“The Soul at Work” with Richard Ibghy & Marilou Lemmens – NRATI
Artists in attendance.
Artists in attendance.
In conjunction with G Gallery’s exhibition I’d gladly surrender myself to you, body and soul, showcasing the work of collaborators Richard Ibghy and Marilou Lemmens, this salon will feature selections from Franco ‘Bifo’ Berardi’s The Soul at Work (2009).
For their exhibition at G Gallery, Ibghy and Lemmens present works that share a common concern with bringing abstract systems to materiality, particularly as they are confronted with the human body. Through a combination of archival research, diagrammatic drawings, sculpture and performance, the works explore non-goal oriented action and counter-productivity as tactics for subverting the economisation of life.

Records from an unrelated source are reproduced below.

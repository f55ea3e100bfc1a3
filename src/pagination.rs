use std::ops::Range;

use serde::Serialize;

use crate::config::{DEFAULT_PAGE_SIZE, DEFAULT_PAGE_WINDOW};

/// One page of a sequence of `len` items plus the page controls to show for it.
#[derive(Debug, Clone, PartialEq, Eq, Serialize)]
pub struct PageWindow {
    /// 1-based current page; 0 when there are no pages.
    pub page: usize,
    pub total_pages: usize,
    /// Item positions shown on this page.
    pub rows: Range<usize>,
    /// Page numbers of the sliding control window.
    pub controls: Vec<usize>,
    pub first_enabled: bool,
    pub prev_enabled: bool,
    pub next_enabled: bool,
    pub last_enabled: bool,
}

impl PageWindow {
    pub fn is_empty(&self) -> bool {
        self.total_pages == 0
    }
}

#[derive(Debug, Clone, Copy, PartialEq, Eq)]
pub struct Paginator {
    page_size: usize,
    window: usize,
}

impl Default for Paginator {
    fn default() -> Self {
        Self {
            page_size: DEFAULT_PAGE_SIZE,
            window: DEFAULT_PAGE_WINDOW,
        }
    }
}

impl Paginator {
    /// Both sizes are raised to at least 1.
    pub fn new(page_size: usize, window: usize) -> Self {
        Self {
            page_size: page_size.max(1),
            window: window.max(1),
        }
    }

    pub fn total_pages(&self, len: usize) -> usize {
        len.div_ceil(self.page_size)
    }

    /// Clamps `requested` into `[1, total_pages]` and slices the page.
    pub fn paginate(&self, len: usize, requested: usize) -> PageWindow {
        let total_pages = self.total_pages(len);
        if total_pages == 0 {
            return PageWindow {
                page: 0,
                total_pages,
                rows: 0..0,
                controls: Vec::new(),
                first_enabled: false,
                prev_enabled: false,
                next_enabled: false,
                last_enabled: false,
            };
        }
        let page = requested.clamp(1, total_pages);
        let start = (page - 1) * self.page_size;
        let end = (page * self.page_size).min(len);
        PageWindow {
            page,
            total_pages,
            rows: start..end,
            controls: self.controls(page, total_pages),
            first_enabled: page > 1,
            prev_enabled: page > 1,
            next_enabled: page < total_pages,
            last_enabled: page < total_pages,
        }
    }

    /// Sliding window of `min(window, total_pages)` page numbers around `page`,
    /// shifted left when it would run past the last page.
    pub fn controls(&self, page: usize, total_pages: usize) -> Vec<usize> {
        if total_pages == 0 {
            return Vec::new();
        }
        let count = self.window.min(total_pages);
        let page = page.clamp(1, total_pages);
        let start = page.saturating_sub(self.window / 2).max(1);
        let end = (start + count - 1).min(total_pages);
        let start = end + 1 - count;
        (start..=end).collect()
    }
}

#[cfg(test)]
mod tests {
    use super::*;

    #[test]
    fn empty_sequence_has_no_pages() {
        let window = Paginator::default().paginate(0, 3);
        assert!(window.is_empty());
        assert_eq!(window.rows, 0..0);
        assert!(window.controls.is_empty());
        assert!(!window.first_enabled && !window.last_enabled);
    }

    #[test]
    fn requested_page_is_clamped() {
        let paginator = Paginator::default();
        assert_eq!(paginator.paginate(25, 0).page, 1);
        let last = paginator.paginate(25, 99);
        assert_eq!(last.page, 3);
        assert_eq!(last.rows, 20..25);
        assert!(last.prev_enabled);
        assert!(!last.next_enabled);
    }

    #[test]
    fn controls_center_on_current_page() {
        let paginator = Paginator::default();
        assert_eq!(paginator.controls(1, 10), [1, 2, 3, 4, 5]);
        assert_eq!(paginator.controls(6, 10), [4, 5, 6, 7, 8]);
        assert_eq!(paginator.controls(10, 10), [6, 7, 8, 9, 10]);
    }

    #[test]
    fn short_sequences_show_every_page() {
        let paginator = Paginator::default();
        assert_eq!(paginator.controls(4, 4), [1, 2, 3, 4]);
        assert_eq!(paginator.controls(1, 1), [1]);
        let single = paginator.paginate(7, 1);
        assert_eq!(single.total_pages, 1);
        assert!(!single.first_enabled && !single.next_enabled);
    }
}
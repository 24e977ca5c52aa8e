// SPDX-License-Identifier: BUSL-1.1
// Copyright (c) 2026 Alfred Jean LLC

//! DEMCD delivery-confirmation message layout (spec §4.5, §6.3).
//!
//! Emitted after a protocol worker reaches `DONE` for protocol variants
//! that support delivery confirmation. Offsets are aligned by promoting
//! `file_size` and `job_number` to the wider of the two field widths so a
//! C reader could dereference pointers directly; this workspace keeps
//! that padding for wire compatibility even though Rust consumers decode
//! field-by-field.

use crate::ids::JobId;
use serde::{Deserialize, Serialize};
use thiserror::Error;

/// `hostname` field width, excluding the NUL terminator.
pub const MAX_HOSTNAME_LEN: usize = 64;

/// Width, in bytes, promoted for `file_size` and `job_number` so both
/// occupy the wider of `off_t`/`unsigned int` (here: 8 bytes).
const PADDED_FIELD_WIDTH: usize = 8;

/// Fixed-size prefix length: two padded fields, two u16s, one u8, and the
/// NUL-terminated hostname.
const FIXED_PREFIX_LEN: usize = PADDED_FIELD_WIDTH * 2 + 2 + 2 + 1 + (MAX_HOSTNAME_LEN + 1);

#[derive(Debug, Error, PartialEq, Eq)]
pub enum ConfirmationError {
    #[error("confirmation message shorter than fixed prefix ({FIXED_PREFIX_LEN} bytes)")]
    TooShort,
    #[error("hostname field is not NUL-terminated")]
    UnterminatedHostname,
    #[error("file name field is not NUL-terminated")]
    UnterminatedFileName,
    #[error("hostname exceeds MAX_HOSTNAME_LEN ({MAX_HOSTNAME_LEN})")]
    HostnameTooLong,
    #[error("unknown confirmation type {0}")]
    UnknownType(u8),
}

/// Confirmation outcome reported by protocol variants that support
/// delivery confirmation (e.g. SMTP DSN-style acks).
#[derive(Debug, Clone, Copy, PartialEq, Eq, Serialize, Deserialize)]
#[repr(u8)]
pub enum ConfirmationType {
    Normal = 0,
    Timeout = 1,
    Error = 2,
}

impl ConfirmationType {
    fn from_byte(b: u8) -> Result<Self, ConfirmationError> {
        match b {
            0 => Ok(ConfirmationType::Normal),
            1 => Ok(ConfirmationType::Timeout),
            2 => Ok(ConfirmationType::Error),
            other => Err(ConfirmationError::UnknownType(other)),
        }
    }
}

#[derive(Debug, Clone, PartialEq, Eq, Serialize, Deserialize)]
pub struct ConfirmationMessage {
    pub file_size: u64,
    pub job_number: JobId,
    pub unique_name_offset: u16,
    pub file_name_length: u16,
    pub confirmation_type: ConfirmationType,
    pub hostname: String,
    pub file_name: String,
}

impl ConfirmationMessage {
    pub fn encode(&self) -> Result<Vec<u8>, ConfirmationError> {
        if self.hostname.len() > MAX_HOSTNAME_LEN {
            return Err(ConfirmationError::HostnameTooLong);
        }

        let mut buf = Vec::with_capacity(FIXED_PREFIX_LEN + self.file_name.len() + 1);
        buf.extend_from_slice(&pad8(self.file_size));
        buf.extend_from_slice(&pad8(self.job_number.get() as u64));
        buf.extend_from_slice(&self.unique_name_offset.to_le_bytes());
        buf.extend_from_slice(&self.file_name_length.to_le_bytes());
        buf.push(self.confirmation_type as u8);

        let mut hostname_field = [0u8; MAX_HOSTNAME_LEN + 1];
        hostname_field[..self.hostname.len()].copy_from_slice(self.hostname.as_bytes());
        buf.extend_from_slice(&hostname_field);

        buf.extend_from_slice(self.file_name.as_bytes());
        buf.push(0);

        Ok(buf)
    }

    pub fn decode(bytes: &[u8]) -> Result<Self, ConfirmationError> {
        if bytes.len() < FIXED_PREFIX_LEN {
            return Err(ConfirmationError::TooShort);
        }

        let mut offset = 0;
        let file_size = unpad8(&bytes[offset..offset + PADDED_FIELD_WIDTH]);
        offset += PADDED_FIELD_WIDTH;
        let job_number = unpad8(&bytes[offset..offset + PADDED_FIELD_WIDTH]) as u32;
        offset += PADDED_FIELD_WIDTH;
        let unique_name_offset = u16::from_le_bytes([bytes[offset], bytes[offset + 1]]);
        offset += 2;
        let file_name_length = u16::from_le_bytes([bytes[offset], bytes[offset + 1]]);
        offset += 2;
        let confirmation_type = ConfirmationType::from_byte(bytes[offset])?;
        offset += 1;

        let hostname_field = &bytes[offset..offset + MAX_HOSTNAME_LEN + 1];
        let nul = hostname_field
            .iter()
            .position(|&b| b == 0)
            .ok_or(ConfirmationError::UnterminatedHostname)?;
        let hostname = String::from_utf8_lossy(&hostname_field[..nul]).into_owned();
        offset += MAX_HOSTNAME_LEN + 1;

        let rest = &bytes[offset..];
        let nul = rest
            .iter()
            .position(|&b| b == 0)
            .ok_or(ConfirmationError::UnterminatedFileName)?;
        let file_name = String::from_utf8_lossy(&rest[..nul]).into_owned();

        Ok(ConfirmationMessage {
            file_size,
            job_number: JobId::new(job_number),
            unique_name_offset,
            file_name_length,
            confirmation_type,
            hostname,
            file_name,
        })
    }
}

fn pad8(v: u64) -> [u8; 8] {
    v.to_le_bytes()
}

fn unpad8(bytes: &[u8]) -> u64 {
    let mut arr = [0u8; 8];
    arr.copy_from_slice(&bytes[..8]);
    u64::from_le_bytes(arr)
}

#[cfg(test)]
#[path = "confirmation_tests.rs"]
mod tests;
// SPDX-License-Identifier: BUSL-1.1
// Copyright (c) 2026 Alfred Jean LLC

use super::*;
use std::sync::Arc;
use std::thread;
use tempfile::tempdir;

#[test]
fn file_counter_starts_at_zero_and_advances_by_count() {
    let dir = tempdir().expect("tempdir");
    let path = dir.path().join("counter.bin");
    let counter = FileCounter::new(&path);

    let first = counter.allocate(5).expect("allocate");
    assert_eq!(first, UniqueNumber::new(0));

    let second = counter.allocate(3).expect("allocate");
    assert_eq!(second, UniqueNumber::new(5));

    assert_eq!(peek(&path).expect("peek"), 8);
}

#[test]
fn file_counter_persists_across_reopen() {
    let dir = tempdir().expect("tempdir");
    let path = dir.path().join("counter.bin");

    FileCounter::new(&path).allocate(10).expect("allocate");

    let reopened = FileCounter::new(&path);
    let next = reopened.allocate(1).expect("allocate");
    assert_eq!(next, UniqueNumber::new(10));
}

#[test]
fn file_counter_wraps_around_u32_max() {
    let dir = tempdir().expect("tempdir");
    let path = dir.path().join("counter.bin");
    std::fs::write(&path, (u32::MAX - 2).to_le_bytes()).expect("seed");

    let counter = FileCounter::new(&path);
    let first = counter.allocate(5).expect("allocate");
    assert_eq!(first, UniqueNumber::new(u32::MAX - 2));
    assert_eq!(peek(&path).expect("peek"), 2);
}

#[test]
fn concurrent_allocations_never_overlap() {
    let dir = tempdir().expect("tempdir");
    let path = Arc::new(dir.path().join("counter.bin"));

    let handles: Vec<_> = (0..8)
        .map(|_| {
            let path = Arc::clone(&path);
            thread::spawn(move || FileCounter::new(&*path).allocate(10).expect("allocate"))
        })
        .collect();

    let mut values: Vec<u32> = handles
        .into_iter()
        .map(|h| h.join().expect("join").get())
        .collect();
    values.sort_unstable();

    for pair in values.windows(2) {
        assert!(pair[1] - pair[0] >= 10, "ranges overlapped: {values:?}");
    }
}

#[test]
fn peek_returns_zero_for_nonexistent_file() {
    let dir = tempdir().expect("tempdir");
    let path = dir.path().join("missing.bin");
    assert_eq!(peek(&path).expect("peek"), 0);
}

#[test]
fn in_memory_counter_advances_without_touching_disk() {
    let counter = InMemoryCounter::starting_at(100);
    assert_eq!(counter.allocate(1).unwrap(), UniqueNumber::new(100));
    assert_eq!(counter.allocate(4).unwrap(), UniqueNumber::new(101));
}
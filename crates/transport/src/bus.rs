// SPDX-License-Identifier: BUSL-1.1
// Copyright (c) 2026 Alfred Jean LLC

//! Typed framing on top of [`Fifo`] for the two payload kinds the bus
//! carries: fixed-length job messages (spec §6.2) and variable-length
//! delivery confirmations (spec §6.3).

use crate::fifo::{Fifo, FifoError};
use afd_core::confirmation::{ConfirmationError, ConfirmationMessage};
use afd_core::job_message::JobMessageError;
use afd_core::{JobMessage, MAX_BIN_MSG_LENGTH};
use thiserror::Error;

#[derive(Debug, Error)]
pub enum BusError {
    #[error(transparent)]
    Fifo(#[from] FifoError),
    #[error(transparent)]
    JobMessage(#[from] JobMessageError),
    #[error(transparent)]
    Confirmation(#[from] ConfirmationError),
    #[error("confirmation frame length {0} exceeds u32 range")]
    FrameTooLarge(usize),
}

/// Job message bus: every frame is exactly `MAX_BIN_MSG_LENGTH` bytes,
/// matching the original "fits in a single atomic fifo write" contract.
pub struct JobBus<F: Fifo> {
    fifo: F,
}

impl<F: Fifo> JobBus<F> {
    pub fn new(fifo: F) -> Self {
        Self { fifo }
    }

    pub fn send(&mut self, message: &JobMessage) -> Result<(), BusError> {
        self.fifo.write_message(&message.encode())?;
        Ok(())
    }

    pub fn recv(&mut self) -> Result<JobMessage, BusError> {
        let bytes = self.fifo.read_message(MAX_BIN_MSG_LENGTH)?;
        Ok(JobMessage::decode(&bytes)?)
    }
}

/// Delivery-confirmation bus: frames are variable length, so each frame is
/// preceded by a 4-byte little-endian length prefix written as its own
/// `Fifo` message.
pub struct ConfirmationBus<F: Fifo> {
    fifo: F,
}

impl<F: Fifo> ConfirmationBus<F> {
    pub fn new(fifo: F) -> Self {
        Self { fifo }
    }

    pub fn send(&mut self, message: &ConfirmationMessage) -> Result<(), BusError> {
        let bytes = message.encode()?;
        let len: u32 = bytes
            .len()
            .try_into()
            .map_err(|_| BusError::FrameTooLarge(bytes.len()))?;
        self.fifo.write_message(&len.to_le_bytes())?;
        self.fifo.write_message(&bytes)?;
        Ok(())
    }

    pub fn recv(&mut self) -> Result<ConfirmationMessage, BusError> {
        let len_bytes = self.fifo.read_message(4)?;
        let len = u32::from_le_bytes(len_bytes.try_into().unwrap_or([0; 4])) as usize;
        let bytes = self.fifo.read_message(len)?;
        Ok(ConfirmationMessage::decode(&bytes)?)
    }
}

#[cfg(test)]
#[path = "bus_tests.rs"]
mod tests;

Through a reading of Berardi’s text, the artists propose to explore the nature of work in what Berardi calls semiocapitsm, or post-Fordist modes of production, and its impact on our ways of being in the world, including how we move, feel and speak to one another.
Richard Ibghy and Marilou Lemmens are based in Durham-Sud, Quebec. Their work has been presented at the Centre for Contemporary Arts, Glasgow; the 10th Sharjah Biennial, UAE; Morris and Helen Belkin Art Gallery, Vancouver; the European Media Art Festival, Osnabrück, Germany; and Trafó, House of Contemporary Arts, Budapest. Recent solo exhibitions include Monte Vista Projects, Los Angeles (2012); 221a, Vancouver (2012); and Galleria Alkovi, Helsinki (2011). Their artistic projects and writings have been published in Le Merle, C Magazine, New Social Inquiry and Pyramid Power. Their first book, Tools that Measure the Intensity of Passionate Interests was published by Horse and Sparrow Editions in collaboration with the Centre for Contemporary Arts, Glasgow and Gallery 44 Centre for Contemporary Photography, Toronto, in 2012. www.ibghylemmens.com
No Reading After the Internet (Toronto) is supported by the Liaison of Independent Filmmakers of Toronto.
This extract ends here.